India
Gujarat safe delivery vouchers
In recent years, there has been increasing interest in OBA voucher programs for reproductive health services. There have been many voucher pilots in south Asia recently. A program in Gujarat state in India called “Chiranjeevi Yojana” (“eternal life scheme”) uses vouchers to subsidize demand for maternal delivery. The program was launched in December 2005 with the objective to improve the institutional delivery rate by subsidizing access to private medical providers for pregnant women living below the official poverty line (BPL) in remote areas with the highest infant and maternal mortality. The scheme was launched as a single year pilot project in five districts: Banaskantha, Dahod, Kutch, Panchmahal, and Sabarkantha (see Bhat et al. 2009).
Voucher holders were provided a transport stipend and private contracted providers were reimbursed on a capitation payment basis.
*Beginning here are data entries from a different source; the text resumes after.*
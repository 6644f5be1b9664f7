//! Log level names accepted in `crumbs.toml`.

use std::fmt;
use std::str::FromStr;

use crate::ConfigError;

/// Verbosity of build logging.
#[derive(Clone, Copy, Debug, Default, PartialEq, Eq)]
pub enum LogLevel {
    Trace,
    Debug,
    #[default]
    Info,
    Warn,
    Error,
}

impl LogLevel {
    /// Canonical upper-case name.
    #[must_use]
    pub fn as_str(self) -> &'static str {
        match self {
            Self::Trace => "TRACE",
            Self::Debug => "DEBUG",
            Self::Info => "INFO",
            Self::Warn => "WARN",
            Self::Error => "ERROR",
        }
    }

    /// Directive understood by `tracing_subscriber::EnvFilter`.
    #[must_use]
    pub fn as_filter(self) -> &'static str {
        match self {
            Self::Trace => "trace",
            Self::Debug => "debug",
            Self::Info => "info",
            Self::Warn => "warn",
            Self::Error => "error",
        }
    }
}

impl FromStr for LogLevel {
    type Err = ConfigError;

    fn from_str(s: &str) -> Result<Self, Self::Err> {
        let upper = s.trim().to_uppercase();
        match upper.as_str() {
            "TRACE" => Ok(Self::Trace),
            "DEBUG" => Ok(Self::Debug),
            "INFO" => Ok(Self::Info),
            "WARN" | "WARNING" => Ok(Self::Warn),
            "ERROR" | "CRITICAL" => Ok(Self::Error),
            _ => Err(ConfigError::Validation(format!(
                "Invalid log level: {upper}"
            ))),
        }
    }
}

impl fmt::Display for LogLevel {
    fn fmt(&self, f: &mut fmt::Formatter<'_>) -> fmt::Result {
        f.write_str(self.as_str())
    }
}
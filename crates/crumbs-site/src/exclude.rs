//! Glob-based exclusion of docs-relative paths.

use std::path::{Component, Path, PathBuf};

use glob::{MatchOptions, Pattern};

use crate::error::BuildError;

/// Prefix tolerated on patterns written relative to the project root.
const DOCS_PREFIX: &str = "docs/";

/// `*` and `?` stay within one path component, `**` spans components.
const MATCH_OPTIONS: MatchOptions = MatchOptions {
    case_sensitive: true,
    require_literal_separator: true,
    require_literal_leading_dot: false,
};

/// Decides whether a path under the docs directory is excluded.
///
/// Paths are compared relative to the docs directory with `/` separators.
/// A path is excluded when it, or any directory above it, matches one of the
/// patterns. Directories are also tested with a trailing `/` so that
/// `drafts/**` prunes `drafts` itself.
#[derive(Debug)]
pub struct ExclusionMatcher {
    docs_dir: PathBuf,
    patterns: Vec<Pattern>,
}

impl ExclusionMatcher {
    /// Compile exclusion patterns.
    ///
    /// A leading `docs/` (or `./docs/`, `/docs/`) is stripped so patterns can
    /// be written relative to either the project root or the docs directory.
    ///
    /// # Errors
    ///
    /// Returns `BuildError::InvalidPattern` for the first pattern that is not
    /// a valid glob.
    pub fn new(docs_dir: impl Into<PathBuf>, patterns: &[String]) -> Result<Self, BuildError> {
        let patterns = patterns
            .iter()
            .map(|raw| {
                Pattern::new(normalize_pattern(raw)).map_err(|source| {
                    BuildError::InvalidPattern {
                        pattern: raw.clone(),
                        source,
                    }
                })
            })
            .collect::<Result<Vec<_>, _>>()?;

        Ok(Self {
            docs_dir: docs_dir.into(),
            patterns,
        })
    }

    /// Matcher that excludes nothing.
    #[must_use]
    pub fn empty(docs_dir: impl Into<PathBuf>) -> Self {
        Self {
            docs_dir: docs_dir.into(),
            patterns: Vec::new(),
        }
    }

    /// Check a filesystem path, absolute or relative to the docs directory.
    #[must_use]
    pub fn is_excluded(&self, path: &Path) -> bool {
        let relative = path.strip_prefix(&self.docs_dir).unwrap_or(path);
        self.is_excluded_relative(&to_slash_path(relative))
    }

    /// Check a `/`-separated path relative to the docs directory.
    #[must_use]
    pub fn is_excluded_relative(&self, rel_path: &str) -> bool {
        if self.patterns.is_empty() {
            return false;
        }

        let rel_path = rel_path.trim_matches('/');
        if rel_path.is_empty() {
            return false;
        }

        if self.matches(rel_path) {
            return true;
        }

        // Any excluded ancestor directory excludes everything beneath it
        let mut end = 0;
        while let Some(offset) = rel_path[end..].find('/') {
            end += offset;
            if self.matches(&rel_path[..end]) || self.matches(&rel_path[..=end]) {
                return true;
            }
            end += 1;
        }

        false
    }

    /// Check a directory path relative to the docs directory.
    #[must_use]
    pub fn is_dir_excluded_relative(&self, rel_path: &str) -> bool {
        let trimmed = rel_path.trim_matches('/');
        !trimmed.is_empty()
            && (self.is_excluded_relative(trimmed) || self.matches(&format!("{trimmed}/")))
    }

    fn matches(&self, candidate: &str) -> bool {
        self.patterns
            .iter()
            .any(|p| p.matches_with(candidate, MATCH_OPTIONS))
    }
}

/// Strip a leading `./`, `/` and `docs/` from a pattern.
fn normalize_pattern(pattern: &str) -> &str {
    let pattern = pattern.trim_start_matches("./").trim_start_matches('/');
    pattern.strip_prefix(DOCS_PREFIX).unwrap_or(pattern)
}

/// Join normal path components with `/` regardless of platform.
pub(crate) fn to_slash_path(path: &Path) -> String {
    path.components()
        .filter_map(|c| match c {
            Component::Normal(part) => Some(part.to_string_lossy()),
            _ => None,
        })
        .collect::<Vec<_>>()
        .join("/")
}
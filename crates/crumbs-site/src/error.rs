//! Build error types.

use std::path::PathBuf;

use crumbs_config::ConfigError;

/// Error returned by the build phases.
///
/// Cleanup of merged folders never produces one of these; failures there are
/// logged instead.
#[derive(Debug, thiserror::Error)]
pub enum BuildError {
    /// Invalid configuration (e.g. unknown log level).
    #[error("{0}")]
    Config(#[from] ConfigError),
    /// Exclusion pattern is not a valid glob.
    #[error("Invalid exclusion pattern '{pattern}': {source}")]
    InvalidPattern {
        pattern: String,
        #[source]
        source: glob::PatternError,
    },
    /// Additional folder path has no final component to mirror.
    #[error("Cannot merge folder without a name: {}", .0.display())]
    InvalidFolder(PathBuf),
    /// Merging a folder would overwrite existing documentation.
    #[error(
        "Refusing to merge into existing path: {} (remove it if it is a copy left by an interrupted build)",
        .0.display()
    )]
    MergeConflict(PathBuf),
    /// I/O error while reading, copying or writing a file.
    #[error("I/O error at {}: {source}", path.display())]
    Io {
        path: PathBuf,
        #[source]
        source: std::io::Error,
    },
}

impl BuildError {
    pub(crate) fn io(path: impl Into<PathBuf>, source: std::io::Error) -> Self {
        Self::Io {
            path: path.into(),
            source,
        }
    }
}
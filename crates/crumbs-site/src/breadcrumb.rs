//! Breadcrumb trail generation.
//!
//! A trail is derived purely from a page URL: every ancestor segment becomes
//! a link when a document resolves at its accumulated path, the last segment
//! is the current page label, and a `Home` link leads the trail.
//!
//! ```text
//! guide/setup/install  ->  [Home](/) / [guide](/guide/) / [setup](/guide/setup/) / install
//! ```

use crumbs_config::Config;

use crate::resolver::DocumentResolver;
use crate::url::{PagePath, decode_segment, encode_path, site_link};

/// Label of the leading trail entry.
const HOME_LABEL: &str = "Home";

/// Settings controlling breadcrumb rendering.
#[derive(Clone, Debug)]
pub struct BreadcrumbSettings {
    /// String placed between segments.
    pub delimiter: String,
    /// Base URL prefix without surrounding slashes (empty for site root).
    pub base_url: String,
    /// Tooltip attached to segments without a document.
    pub tooltip_message: Option<String>,
    /// Link a directory without its own document to its first markdown file.
    pub link_first_document: bool,
}

impl Default for BreadcrumbSettings {
    fn default() -> Self {
        Self {
            delimiter: " / ".to_owned(),
            base_url: String::new(),
            tooltip_message: None,
            link_first_document: false,
        }
    }
}

impl BreadcrumbSettings {
    /// Settings taken from a loaded configuration.
    #[must_use]
    pub fn from_config(config: &Config) -> Self {
        Self {
            delimiter: config.breadcrumbs.delimiter.clone(),
            base_url: config.base_url(),
            tooltip_message: config
                .breadcrumbs
                .tooltip_message
                .clone()
                .filter(|m| !m.is_empty()),
            link_first_document: config.breadcrumbs.link_first_document,
        }
    }
}

/// One entry of a breadcrumb trail, excluding `Home`.
#[derive(Clone, Debug, PartialEq, Eq)]
pub enum BreadcrumbSegment {
    /// Ancestor with a resolvable document.
    Link { label: String, target: String },
    /// Ancestor with no document behind it.
    Unresolved { label: String },
    /// The page itself.
    Current { label: String },
}

impl BreadcrumbSegment {
    #[must_use]
    pub fn label(&self) -> &str {
        match self {
            Self::Link { label, .. } | Self::Unresolved { label } | Self::Current { label } => {
                label
            }
        }
    }

    #[must_use]
    pub fn target(&self) -> Option<&str> {
        match self {
            Self::Link { target, .. } => Some(target),
            Self::Unresolved { .. } | Self::Current { .. } => None,
        }
    }

    #[must_use]
    pub fn is_clickable(&self) -> bool {
        matches!(self, Self::Link { .. })
    }

    fn render(&self, tooltip: Option<&str>) -> String {
        match (self, tooltip) {
            (Self::Link { label, target }, _) => {
                format!("[{}]({target})", escape_link_label(label))
            }
            (Self::Unresolved { label }, Some(message)) => format!(
                "<span title=\"{}\">{}</span>",
                escape_attribute(message),
                escape_text(label)
            ),
            (Self::Unresolved { label } | Self::Current { label }, _) => escape_text(label),
        }
    }
}

/// A generated breadcrumb trail.
#[derive(Clone, Debug, PartialEq, Eq)]
pub struct BreadcrumbTrail {
    /// Target of the `Home` link.
    pub home: String,
    /// Ancestors followed by the current page, root first.
    pub segments: Vec<BreadcrumbSegment>,
}

impl BreadcrumbTrail {
    /// Build the trail for a page URL.
    ///
    /// Never fails: an empty URL yields a trail with only `Home`.
    pub fn build(
        url: &str,
        settings: &BreadcrumbSettings,
        resolver: &(impl DocumentResolver + ?Sized),
    ) -> Self {
        let page_path = PagePath::parse(url);
        let mut segments = Vec::with_capacity(page_path.len());

        for (raw, accumulated) in page_path.ancestors() {
            let label = decode_segment(raw);
            let segment = match resolve_target(&accumulated, settings, resolver) {
                Some(target) => BreadcrumbSegment::Link {
                    label,
                    target: site_link(&settings.base_url, &target),
                },
                None => BreadcrumbSegment::Unresolved { label },
            };
            tracing::debug!(
                url = %url,
                path = %accumulated,
                segment = %segment.label(),
                clickable = segment.is_clickable(),
                "Resolved breadcrumb segment"
            );
            segments.push(segment);
        }

        if let Some(current) = page_path.current() {
            let label = decode_segment(current.strip_suffix(".md").unwrap_or(current));
            tracing::debug!(url = %url, segment = %label, "Current page segment");
            segments.push(BreadcrumbSegment::Current { label });
        }

        Self {
            home: site_link(&settings.base_url, ""),
            segments,
        }
    }

    /// Render as a markdown line: `Home` link, then segments joined by the delimiter.
    #[must_use]
    pub fn render(&self, settings: &BreadcrumbSettings) -> String {
        let tooltip = settings.tooltip_message.as_deref();
        let mut parts = Vec::with_capacity(self.segments.len() + 1);
        parts.push(format!("[{HOME_LABEL}]({})", self.home));
        parts.extend(self.segments.iter().map(|s| s.render(tooltip)));
        parts.join(&settings.delimiter)
    }
}

/// Link target path (encoded, relative to the base URL) for an ancestor.
///
/// `accumulated` is the still-encoded URL path. The ancestor links to itself
/// when `<path>.md` or `<path>/index.md` exists; otherwise, if enabled, to
/// the first markdown document under it.
fn resolve_target(
    accumulated: &str,
    settings: &BreadcrumbSettings,
    resolver: &(impl DocumentResolver + ?Sized),
) -> Option<String> {
    let decoded = decode_segment(accumulated);

    if resolver.has_document(&format!("{decoded}.md"))
        || resolver.has_document(&format!("{decoded}/index.md"))
    {
        return Some(accumulated.to_owned());
    }

    if settings.link_first_document {
        let first = resolver.first_document(&decoded)?;
        let without_ext = first.strip_suffix(".md").unwrap_or(&first);
        let target = without_ext.strip_suffix("/index").unwrap_or(without_ext);
        return Some(encode_path(target));
    }

    None
}

/// Escape decoded label text so it cannot open HTML tags.
fn escape_text(value: &str) -> String {
    value
        .replace('&', "&amp;")
        .replace('<', "&lt;")
        .replace('>', "&gt;")
}

fn escape_attribute(value: &str) -> String {
    escape_text(value).replace('"', "&quot;")
}

/// Link text additionally escapes brackets so `]` cannot close the link early.
fn escape_link_label(value: &str) -> String {
    escape_text(value).replace('[', "\\[").replace(']', "\\]")
}
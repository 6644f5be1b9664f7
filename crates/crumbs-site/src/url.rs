//! URL path segmentation and link building.

use percent_encoding::{AsciiSet, CONTROLS, percent_decode_str, utf8_percent_encode};

/// Characters escaped when a filesystem name becomes a URL path segment.
const PATH_SEGMENT_ENCODE_SET: &AsciiSet = &CONTROLS
    .add(b' ')
    .add(b'"')
    .add(b'#')
    .add(b'%')
    .add(b'<')
    .add(b'>')
    .add(b'?')
    .add(b'`')
    .add(b'{')
    .add(b'}');

/// A page URL split into its non-empty segments, root first.
///
/// The last segment is the current page's own label.
#[derive(Clone, Debug, PartialEq, Eq)]
pub struct PagePath {
    segments: Vec<String>,
}

impl PagePath {
    /// Split a page URL on `/`, dropping empty segments.
    ///
    /// Never fails: `""`, `"/"` and `"//"` all yield an empty path.
    #[must_use]
    pub fn parse(url: &str) -> Self {
        Self {
            segments: url
                .split('/')
                .filter(|s| !s.is_empty())
                .map(ToOwned::to_owned)
                .collect(),
        }
    }

    /// Raw (still percent-encoded) segments.
    #[must_use]
    pub fn segments(&self) -> &[String] {
        &self.segments
    }

    #[must_use]
    pub fn len(&self) -> usize {
        self.segments.len()
    }

    #[must_use]
    pub fn is_empty(&self) -> bool {
        self.segments.is_empty()
    }

    /// Ancestor segments paired with the accumulated path up to and including them.
    ///
    /// For `guide/setup/install` yields `("guide", "guide")` and
    /// `("setup", "guide/setup")`.
    pub fn ancestors(&self) -> impl Iterator<Item = (&str, String)> {
        let count = self.segments.len().saturating_sub(1);
        (0..count).map(move |i| (self.segments[i].as_str(), self.segments[..=i].join("/")))
    }

    /// The current page's segment, if any.
    #[must_use]
    pub fn current(&self) -> Option<&str> {
        self.segments.last().map(String::as_str)
    }
}

/// Percent-decode a URL segment for display.
///
/// Invalid UTF-8 sequences are replaced rather than rejected.
#[must_use]
pub fn decode_segment(segment: &str) -> String {
    percent_decode_str(segment).decode_utf8_lossy().into_owned()
}

/// Percent-encode each segment of a `/`-separated relative path.
#[must_use]
pub fn encode_path(path: &str) -> String {
    path.split('/')
        .map(|segment| utf8_percent_encode(segment, PATH_SEGMENT_ENCODE_SET).to_string())
        .collect::<Vec<_>>()
        .join("/")
}

/// Absolute site link to a directory-style URL.
///
/// - `site_link("", "")` -> `/`
/// - `site_link("", "guide")` -> `/guide/`
/// - `site_link("kb", "guide")` -> `/kb/guide/`
#[must_use]
pub fn site_link(base_url: &str, path: &str) -> String {
    match (base_url.is_empty(), path.is_empty()) {
        (true, true) => "/".to_owned(),
        (true, false) => format!("/{path}/"),
        (false, true) => format!("/{base_url}/"),
        (false, false) => format!("/{base_url}/{path}/"),
    }
}

/// Convert a docs-relative markdown path to its page URL.
///
/// Examples:
/// - `index.md` -> `""`
/// - `guide.md` -> `"guide/"`
/// - `domain/index.md` -> `"domain/"`
/// - `domain/setup.md` -> `"domain/setup/"`
#[must_use]
pub fn page_url(src_path: &str) -> String {
    let without_ext = src_path.strip_suffix(".md").unwrap_or(src_path);

    let path_part = if without_ext == "index" {
        ""
    } else if let Some(without_index) = without_ext.strip_suffix("/index") {
        without_index
    } else {
        without_ext
    };

    if path_part.is_empty() {
        String::new()
    } else {
        format!("{}/", encode_path(path_part))
    }
}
The payments were made for a batch of 100 deliveries to take care of case-mix differences (i.e., normal or complicated deliveries). The costs for normal and complicated deliveries were based on market prevailing rates and using locally relevant probabilities of complicated and normal cases, an average cost per delivery was worked out. The scheme used a voucher system to target the people living below poverty line (see Bhat et al. 2006).
An evaluation survey was conducted among 262 voucher-using mothers and 394 similar non-voucher-using mothers. A vast majority (97%) of the voucher beneficiaries delivered in private facilities, 2.7% deliveries were conducted in government facilities, and one voucher-purchaser had a home delivery. In the non-voucher group, 21% of women delivered at home, 1% in government facilities and 77% in private institutions (see Bhat et al. 2009).